Mais lorsqu'une odeur de brûlé se dégage, une étincelle de lucidité surgit dans l'esprit du spectateur : le monde en cendre décrit sur la scène du théâtre de Feyzin est-il l'au-delà ? Les deux anti-couples ont-ils péri dans un incendie ? Sont-ils prisonniers des flammes de l'enfer ? Flammes que le capitaine des pompiers désœuvré (le seul qui n'a pas changé de sexe) cherche désespérément à éteindre et qui inspire l'énigmatique Mary, récitant son poème : "La cendre prit feu, la fumée prit feu, le feu prit feu, tout prit feu, prit feu, prit feu."
 
Une mise en scène audacieuse

Rêveurs, fantômes, aliénés, hystériques, pantins désarticulés... Quoiqu'ils soient, les personnages de "La Cantatrice chauve" sont incapables de maîtriser leurs pulsions. Leur langage n’est plus un moyen de communication mais il exprime le vide, l’incohérence voire la violence de l'existence. "Le texte est dur à apprendre parce qu'il n'y a pas de sens..." concède Gaël Dubreuil, qui joue Mme Smith.
Wilhelm Queyras a imaginé une mise en scène quelque peu osée.
 (C. Pauilhac)
Il n'y a pas de sens, mais de l'humour dans cette "Cantatrice chauve" décoiffée par la compagnie "Les Art'souilles". Le metteur en scène Wilhelm Queyras a su mettre en évidence l'aspect comique de cette œuvre sexagénaire, tout en y ajoutant sa touche personnelle : "Il nous a beaucoup fait travaillé sur les énergies corporelles", fait remarquer la comédienne Camille German. La voix également est l'objet des expérimentations les plus folles, à l'image de cette scène du "Hm, hm" devenue une performance de boîte à rythmes humaine. Coup de cœur du festival off d'Avignon en 2010, cette version moderne du classique d'Eugène Ionesco vaut le détour ! Avis aux Lyonnais, Feyzin n'est pas si loin...

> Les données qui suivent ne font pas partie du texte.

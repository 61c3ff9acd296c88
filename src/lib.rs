pub mod error;
pub mod models;
pub mod services;

pub use error::{AuditError, AuditResult};
pub use services::audit::AuditEngine;

use std::fs;
use std::path::{Path, PathBuf};
use std::sync::OnceLock;
use std::time::Instant;
use tracing::info;
use tracing_appender::non_blocking::WorkerGuard;
use tracing_appender::rolling;
use tracing_subscriber::{fmt, layer::SubscriberExt, util::SubscriberInitExt, EnvFilter};

const LOG_PREFIX: &str = "voiceaudit_";
const LOGS_KEPT: usize = 30;

static LOG_GUARD: OnceLock<WorkerGuard> = OnceLock::new();

fn env_flag(name: &str) -> bool {
    matches!(
        std::env::var(name).as_deref(),
        Ok("1") | Ok("true") | Ok("TRUE")
    )
}

/// Initialize logging with one timestamped log file per session.
///
/// `VOICEAUDIT_DISABLE_FILE_LOG` keeps output on the console only,
/// `VOICEAUDIT_LOG_DIR` overrides the directory and
/// `VOICEAUDIT_DISABLE_LOG_CLEANUP` keeps every old log.
pub fn init_logging() {
    let t0 = Instant::now();
    let env_filter = EnvFilter::try_from_default_env().unwrap_or_else(|_| EnvFilter::new("info"));

    if env_flag("VOICEAUDIT_DISABLE_FILE_LOG") {
        init_console_only_logging(env_filter);
        info!("File logging disabled via VOICEAUDIT_DISABLE_FILE_LOG");
        return;
    }

    let logs_dir = match std::env::var("VOICEAUDIT_LOG_DIR") {
        Ok(p) if !p.trim().is_empty() => PathBuf::from(p),
        _ => get_logs_dir(),
    };

    if let Err(e) = fs::create_dir_all(&logs_dir) {
        eprintln!("Failed to create logs directory: {}", e);
        init_console_only_logging(env_filter);
        info!("Falling back to console-only logging (log dir not writable)");
        return;
    }

    let timestamp = chrono::Local::now().format("%Y%m%d_%H%M%S");
    let log_filename = format!("{}{}.log", LOG_PREFIX, timestamp);

    let file_appender = rolling::never(&logs_dir, &log_filename);
    let (file_writer, file_guard) = tracing_appender::non_blocking(file_appender);
    let _ = LOG_GUARD.set(file_guard);

    let file_layer = fmt::layer()
        .with_writer(file_writer)
        .with_ansi(false)
        .with_target(true)
        .with_thread_ids(false)
        .with_file(true)
        .with_line_number(true);

    // stdout carries the JSON report, so the console layer writes to stderr.
    let console_layer = fmt::layer()
        .with_writer(std::io::stderr)
        .with_ansi(cfg!(debug_assertions))
        .with_target(true);

    tracing_subscriber::registry()
        .with(env_filter)
        .with(file_layer)
        .with(console_layer)
        .init();

    info!(
        log_file = %logs_dir.join(&log_filename).display(),
        version = env!("CARGO_PKG_VERSION"),
        logging_ms = t0.elapsed().as_millis() as u64,
        "logging.initialized"
    );

    if !env_flag("VOICEAUDIT_DISABLE_LOG_CLEANUP") {
        std::thread::spawn(move || {
            cleanup_old_logs(&logs_dir, LOGS_KEPT);
        });
    }
}

fn get_logs_dir() -> PathBuf {
    #[cfg(debug_assertions)]
    {
        PathBuf::from(env!("CARGO_MANIFEST_DIR")).join("logs")
    }

    #[cfg(not(debug_assertions))]
    {
        if let Some(data_dir) = dirs::data_local_dir() {
            return data_dir.join("voiceAudit").join("logs");
        }
        PathBuf::from("logs")
    }
}

fn cleanup_old_logs(logs_dir: &Path, keep: usize) {
    let mut entries: Vec<_> = match fs::read_dir(logs_dir) {
        Ok(rd) => rd.filter_map(|e| e.ok()).collect(),
        Err(_) => return,
    };

    entries.retain(|e| {
        let name = e.file_name().to_string_lossy().to_string();
        name.starts_with(LOG_PREFIX) && name.ends_with(".log")
    });

    if entries.len() <= keep {
        return;
    }

    entries.sort_by_key(|e| {
        e.metadata()
            .and_then(|m| m.modified())
            .unwrap_or(std::time::SystemTime::UNIX_EPOCH)
    });

    let remove_count = entries.len().saturating_sub(keep);
    for entry in entries.into_iter().take(remove_count) {
        let _ = fs::remove_file(entry.path());
    }
}

fn init_console_only_logging(env_filter: EnvFilter) {
    let console_layer = fmt::layer()
        .with_writer(std::io::stderr)
        .with_ansi(cfg!(debug_assertions))
        .with_target(true);

    tracing_subscriber::registry()
        .with(env_filter)
        .with(console_layer)
        .init();
}

#[cfg(test)]
mod tests {
    use super::*;

    #[test]
    fn test_cleanup_keeps_newest_logs() {
        let dir = tempfile::tempdir().unwrap();
        for i in 0..5 {
            fs::write(dir.path().join(format!("{}2024010{}_000000.log", LOG_PREFIX, i)), "x").unwrap();
        }
        fs::write(dir.path().join("other.log"), "x").unwrap();

        cleanup_old_logs(dir.path(), 2);

        let remaining: Vec<String> = fs::read_dir(dir.path())
            .unwrap()
            .filter_map(|e| e.ok())
            .map(|e| e.file_name().to_string_lossy().to_string())
            .filter(|n| n.starts_with(LOG_PREFIX))
            .collect();
        assert_eq!(remaining.len(), 2);
        assert!(dir.path().join("other.log").exists());
    }
}
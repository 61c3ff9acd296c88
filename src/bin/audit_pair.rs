use anyhow::{bail, Context, Result};
use serde::Serialize;
use std::path::{Path, PathBuf};
use std::sync::Arc;
use std::time::Instant;
use tracing::{info, warn};
use voice_audit_lib::services::config_store::{AppConfig, ConfigStore};
use voice_audit_lib::services::document_reader::read_document;
use voice_audit_lib::AuditEngine;

const USAGE: &str = "Usage:
  audit_pair <original> <edited> [--mode full|markers|compare|voice] [--pair <original> <edited>]...
             [--config <path>] [--lexicon <path>] [--out <json_path>]

Notes:
  - Inputs may be .txt, .docx or .pdf.
  - Every --pair is audited independently and concurrently.
  - `markers` reports the edited document only.";

#[derive(Debug, Clone, Copy, PartialEq, Eq, Serialize)]
#[serde(rename_all = "lowercase")]
enum Mode {
    Full,
    Markers,
    Compare,
    Voice,
}

impl Mode {
    fn parse(value: &str) -> Result<Self> {
        match value.trim().to_lowercase().as_str() {
            "full" => Ok(Mode::Full),
            "markers" => Ok(Mode::Markers),
            "compare" => Ok(Mode::Compare),
            "voice" => Ok(Mode::Voice),
            other => bail!("unknown mode {:?}", other),
        }
    }
}

#[derive(Debug, Serialize)]
#[serde(rename_all = "camelCase")]
struct PairOutcome {
    original: String,
    edited: String,
    elapsed_ms: u64,
    #[serde(skip_serializing_if = "Option::is_none")]
    report: Option<serde_json::Value>,
    #[serde(skip_serializing_if = "Option::is_none")]
    error: Option<String>,
}

#[derive(Debug, Serialize)]
#[serde(rename_all = "camelCase")]
struct Envelope {
    request_id: String,
    generated_at: String,
    mode: Mode,
    version: &'static str,
    results: Vec<PairOutcome>,
}

fn parse_arg_value(args: &[String], key: &str) -> Option<String> {
    args.iter()
        .position(|a| a == key)
        .and_then(|i| args.get(i + 1))
        .cloned()
}

fn parse_pairs(args: &[String]) -> Result<Vec<(PathBuf, PathBuf)>> {
    let mut pairs = Vec::new();

    let positional: Vec<&String> = args
        .iter()
        .skip(1)
        .take_while(|a| !a.starts_with("--"))
        .collect();
    match positional.as_slice() {
        [] => {}
        [original, edited] => pairs.push((PathBuf::from(original), PathBuf::from(edited))),
        _ => bail!("expected <original> <edited>, got {} positional arguments", positional.len()),
    }

    let mut i = 0;
    while i < args.len() {
        if args[i] == "--pair" {
            let (Some(original), Some(edited)) = (args.get(i + 1), args.get(i + 2)) else {
                bail!("--pair needs two paths");
            };
            pairs.push((PathBuf::from(original), PathBuf::from(edited)));
            i += 3;
        } else {
            i += 1;
        }
    }

    Ok(pairs)
}

fn load_config(args: &[String]) -> Result<AppConfig> {
    let mut config = match parse_arg_value(args, "--config") {
        Some(path) => ConfigStore::from_file(PathBuf::from(&path))
            .load()
            .with_context(|| format!("loading config {}", path))?,
        None => match ConfigStore::default_config_dir() {
            Some(dir) => ConfigStore::new(dir).load().context("loading default config")?,
            None => AppConfig::default(),
        },
    };
    if let Some(lexicon) = parse_arg_value(args, "--lexicon") {
        config.lexicon_path = Some(lexicon);
    }
    Ok(config)
}

fn run_pair(engine: &AuditEngine, mode: Mode, original: &Path, edited: &Path) -> Result<serde_json::Value> {
    let source = read_document(original).with_context(|| format!("reading {}", original.display()))?;
    let target = read_document(edited).with_context(|| format!("reading {}", edited.display()))?;

    let report = match mode {
        Mode::Full => serde_json::to_value(engine.full_audit(&source, &target)?)?,
        Mode::Markers => serde_json::to_value(engine.detect_markers(&target)?)?,
        Mode::Compare => serde_json::to_value(engine.compare(&source, &target)?)?,
        Mode::Voice => serde_json::to_value(engine.voice_preservation(&source, &target)?)?,
    };
    Ok(report)
}

#[tokio::main]
async fn main() -> Result<()> {
    let args: Vec<String> = std::env::args().collect();
    if args.len() < 2 || args.iter().any(|a| a == "--help" || a == "-h") {
        eprintln!("{}", USAGE);
        return Ok(());
    }

    voice_audit_lib::init_logging();

    let mode = match parse_arg_value(&args, "--mode") {
        Some(value) => Mode::parse(&value)?,
        None => Mode::Full,
    };
    let pairs = parse_pairs(&args)?;
    if pairs.is_empty() {
        bail!("no document pair given\n\n{}", USAGE);
    }
    let out_path = parse_arg_value(&args, "--out");

    let config = load_config(&args)?;
    let engine = Arc::new(AuditEngine::from_app_config(&config)?);
    let request_id = uuid::Uuid::new_v4().to_string();
    info!(request_id = %request_id, pairs = pairs.len(), mode = ?mode, "audit_pair.start");

    let handles: Vec<_> = pairs
        .into_iter()
        .map(|(original, edited)| {
            let engine = Arc::clone(&engine);
            tokio::task::spawn_blocking(move || {
                let t0 = Instant::now();
                let result = run_pair(&engine, mode, &original, &edited);
                (original, edited, t0.elapsed().as_millis() as u64, result)
            })
        })
        .collect();

    let mut results = Vec::with_capacity(handles.len());
    for handle in handles {
        let (original, edited, elapsed_ms, result) = handle.await.context("audit task panicked")?;
        let (report, error) = match result {
            Ok(report) => (Some(report), None),
            Err(e) => {
                warn!(original = %original.display(), edited = %edited.display(), error = %e, "audit_pair.failed");
                (None, Some(format!("{:#}", e)))
            }
        };
        results.push(PairOutcome {
            original: original.display().to_string(),
            edited: edited.display().to_string(),
            elapsed_ms,
            report,
            error,
        });
    }

    let failed = results.iter().filter(|r| r.error.is_some()).count();
    let envelope = Envelope {
        request_id: request_id.clone(),
        generated_at: chrono::Utc::now().to_rfc3339(),
        mode,
        version: env!("CARGO_PKG_VERSION"),
        results,
    };

    let json = serde_json::to_string_pretty(&envelope)?;
    match out_path {
        Some(path) => {
            std::fs::write(&path, &json).with_context(|| format!("writing {}", path))?;
            eprintln!("Wrote JSON: {}", path);
        }
        None => println!("{}", json),
    }

    info!(request_id = %request_id, failed, "audit_pair.complete");
    if failed > 0 {
        bail!("{} of {} audits failed", failed, envelope.results.len());
    }
    Ok(())
}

"La Cantrice chauve", mise en scène de Wilhelm Queyras
Cie Les Art'souilles
Les 5, 6 et 7 avril 2013 au Théâtre Le Rex
Adresse : 5, rue des Razes - 69320 Feyzin
Réservations et Informations: 09 53 90 69 06 - artsouilles@yahoo.fr


A Paris, le Théâtre de la Huchette joue la cantatrice chauve tous les jours, du mardi au samedi.